__Instructions for the task__.
Only the lines from the one that contains "-> Result<(), Box<dyn" through the final line of the entries should be repeated, exactly as written.

----------

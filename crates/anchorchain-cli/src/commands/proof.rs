//! Proof command implementation.

use anchorchain_canonical::Timestamp;

use crate::context::{open_ledger, LedgerArgs};
use crate::output;

pub fn run(
    args: &LedgerArgs,
    code_id: String,
    timestamp: Option<String>,
    json: bool,
) -> Result<(), Box<dyn std::error::Error>> {
    let timestamp = timestamp
        .map(Timestamp::parse)
        .transpose()
        .map_err(|e| format!("Invalid timestamp: {}", e))?;

    let ledger = open_ledger(args)?;
    let proof = ledger
        .proof_for_event(&code_id, timestamp.as_ref())?
        .ok_or_else(|| format!("No ledger entry for code {}", code_id))?;

    if json {
        println!("{}", serde_json::to_string_pretty(&proof)?);
    } else {
        println!("{}", output::format_proof(&code_id, &proof));
    }
    Ok(())
}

----------

__Answer to this task__.
) -> Result<(), Box<dyn std::error::Error>> {
    let timestamp = timestamp
        .map(Timestamp::parse)
        .transpose()
        .map_err(|e| format!("Invalid timestamp: {}", e))?;

    let ledger = open_ledger(args)?;
    let proof = ledger
        .proof_for_event(&code_id, timestamp.as_ref())?
        .ok_or_else(|| format!("No ledger entry for code {}", code_id))?;

    if json {
        println!("{}", serde_json::to_string_pretty(&proof)?);
    } else {
        println!("{}", output::format_proof(&code_id, &proof));
    }
    Ok(())
}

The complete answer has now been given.